E-cigarettes are still relatively new in Canada and Bruce is cautious, saying she’s unaware of any significant health studies available on the product.

“It’s an unknown area at this time,” Bruce explained. “The problem is it’s taking off before the science is.”

Perhaps flavours are a part of the allure. E-juices come in an assortment of flavours including caramel cappuccino and banana cream pie. But even with 200 flavours,  tobacco flavoured is the best seller at Vapour Solutions.

The e-juices contain propylene glycol, a substance often found in food colouring and medicines, and vegetable glycerin, that Brosseau said is found in potatoes and beets. Brosseau started smoking at the age of 15 and 20 years later used e-cigarettes to make the switch.

“These are for people who want to keep that terrible habit and just do it in a different way,” Brosseau said. “People who don’t smoke want no involvement in them.”

Brosseau’s clientele come from all walks of life, with one thing in common, each has been a tobacco smoker.

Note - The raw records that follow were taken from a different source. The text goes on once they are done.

//! Console output for run progress.

use owo_colors::OwoColorize;
use pprecalc::{Progress, RecalcSummary, RowOutcome, RowReport, SkipReason};

pub fn matched_line(count: usize) -> String {
    if count == 0 {
        "Failed to find any scores.".to_string()
    } else {
        format!("Found {} scores to recalculate.", count)
    }
}

pub fn row_line(report: &RowReport) -> String {
    match &report.outcome {
        RowOutcome::Updated { pp, loved: false } => {
            format!("Updated {} to {:.2}pp.", report.score_id, pp)
        }
        RowOutcome::Updated { pp, loved: true } => {
            format!("Updated {} to {:.2} (loved).", report.score_id, pp)
        }
        RowOutcome::Skipped { reason } => format!("{} ({})", reason, report.score_id),
    }
}

/// Skips printed in red
fn is_failure(reason: &SkipReason) -> bool {
    !matches!(reason, SkipReason::MissingBeatmap)
}

pub fn print_progress(progress: &Progress) {
    match progress {
        Progress::Matched(0) => println!("{}", matched_line(0).bright_red()),
        Progress::Matched(count) => println!("{}", matched_line(*count)),
        Progress::Row(report) => {
            let line = row_line(report);
            match report.outcome.skip_reason() {
                Some(reason) if is_failure(reason) => println!("{}", line.bright_red()),
                _ => println!("{}", line),
            }
        }
    }
}

pub fn print_summary(summary: &RecalcSummary) {
    println!();
    println!(
        "Done: {} matched, {} updated, {} skipped in {:.1}s",
        summary.matched,
        summary.updated.green(),
        summary.skipped.total(),
        summary.elapsed_secs
    );

    let skipped = &summary.skipped;
    let breakdown = [
        ("missing beatmap", skipped.missing_beatmap),
        ("map unavailable", skipped.map_unavailable),
        ("map invalid", skipped.map_invalid),
        ("engine failed", skipped.engine_failed),
        ("rejected", skipped.rejected),
        ("persist failed", skipped.persist_failed),
        ("worker failed", skipped.worker_failed),
    ];
    for (label, count) in breakdown.into_iter().filter(|(_, count)| *count > 0) {
        println!("  {:<16} {}", label, count);
    }

    if summary.not_attempted > 0 {
        println!(
            "{}",
            format!("Interrupted: {} scores not attempted", summary.not_attempted).yellow()
        );
    }
}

“People who use e-cigarettes inhale unknown, unregulated and potentially harmful substances into their lungs,” said Dr. Theo Moraes, a medical spokesperson for the Canadian Lung Association in a press release. “There are many nicotine replacement therapies approved by Health Canada to help someone quit smoking; the e-cigarette is not one of them.”

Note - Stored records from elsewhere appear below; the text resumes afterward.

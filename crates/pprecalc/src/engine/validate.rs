//! Computed value validation.

use serde::Serialize;
use strum::{Display, IntoStaticStr};

/// Why a computed value was refused
#[derive(Debug, Clone, Copy, PartialEq, Eq, Serialize, IntoStaticStr, Display)]
pub enum Rejection {
    #[strum(serialize = "pp is zero")]
    Zero,
    #[strum(serialize = "pp is NaN")]
    NaN,
    #[strum(serialize = "pp is infinite")]
    Infinite,
}

/// Accept a computed value, or say why it is garbage.
///
/// Zero and NaN are what the engine produces when it fails. Negative values
/// are passed through untouched.
pub fn validate(value: f32) -> Result<f32, Rejection> {
    if value.is_nan() {
        return Err(Rejection::NaN);
    }
    if value == 0.0 {
        return Err(Rejection::Zero);
    }
    if value.is_infinite() {
        return Err(Rejection::Infinite);
    }
    Ok(value)
}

In Canada, nicotine falls under Health Canada jurisdiction and it is yet to be approved in e-cigarettes. Even though e-cigarettes with nicotine aren’t approved for sale by Health Canada, Richard Stanwick, chief medical health officer for Island Health, said many smokers use it a cessation device.

“It’s called e-juice and you can buy it for $56 a gallon on the Internet,” Stanwick explained. “Middle-aged people are using it as a transition to quitting and it’s proving very effective.”

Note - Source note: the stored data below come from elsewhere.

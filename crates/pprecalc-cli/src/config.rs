//! Config file lookup and command-line overrides.

use std::path::{Path, PathBuf};

use anyhow::{Context, Result};
use pprecalc::RecalcConfig;
use tracing::{info, warn};

use crate::cli::Args;

const CONFIG_FILE: &str = "config.toml";

/// Candidate config paths in lookup order
fn candidates(explicit: Option<&Path>) -> Vec<PathBuf> {
    if let Some(path) = explicit {
        return vec![path.to_path_buf()];
    }

    let mut paths = vec![PathBuf::from(CONFIG_FILE)];
    if let Some(dir) = dirs::config_dir() {
        paths.push(dir.join("pprecalc").join(CONFIG_FILE));
    }
    paths
}

fn load_file(explicit: Option<&Path>) -> Result<RecalcConfig> {
    for path in candidates(explicit) {
        match RecalcConfig::load(&path) {
            Ok(config) => {
                info!("Loaded config from {}", path.display());
                return Ok(config);
            }
            Err(e) if e.is_not_found() => continue,
            Err(e) => {
                return Err(e).with_context(|| format!("Failed to load {}", path.display()));
            }
        }
    }

    warn!("No config file found, using defaults");
    Ok(RecalcConfig::default())
}

/// Resolve the run configuration: file (or defaults), then flag overrides
pub fn resolve(args: &Args) -> Result<RecalcConfig> {
    let mut config = load_file(args.config.as_deref())?;
    apply_overrides(&mut config, args);
    config.validate().context("Invalid configuration")?;
    Ok(config)
}

fn apply_overrides(config: &mut RecalcConfig, args: &Args) {
    if let Some(url) = &args.database_url {
        config.database.url = url.clone();
    }
    if let Some(threads) = args.threads {
        config.recalc.workers = threads;
    }
}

For older people it can be a positive tool, he said. It can be more dangerous because younger people, who tend to use e-cigarettes with nicotine as a way to ingest the drug while avoiding some of the carcinogens.

“For younger people it can be used as a gateway to smoking,” Stanwick said. He advises those looking to quit traditional cigarettes use other forms of nicotine replacement therapy including gum, patches and inhalers.Sales Conflict

Nadine and Kevin Brosseau opened Vapour Solutions on Hillside Avenue in September 2012 and last month they opened a second location on Goldstream Avenue.

The business is unable to advertise due to Health Canada regulations but both stores are always busy, said Brosseau.

E-cigarettes have not been approved or given market authorization by Health Canada.

Health Canada’s most recent public release on e-cigarettes from 2009 states, “Health Canada is aware that some electronic smoking products have been advertised and sold in Canada without market authorization from Health Canada. Persons who may be importing, advertising or selling electronic smoking products without the appropriate authorizations are asked to stop doing so immediately.”

Even though e-cigarettes are not authorized for sale in Canada, they can be found in various outlets including gas stations and convenience stores.

Distributors are banding together through the Electronic Cigarette Trade Association, which is in the process of working with Health Canada to become a self-regulating group Brosseau said.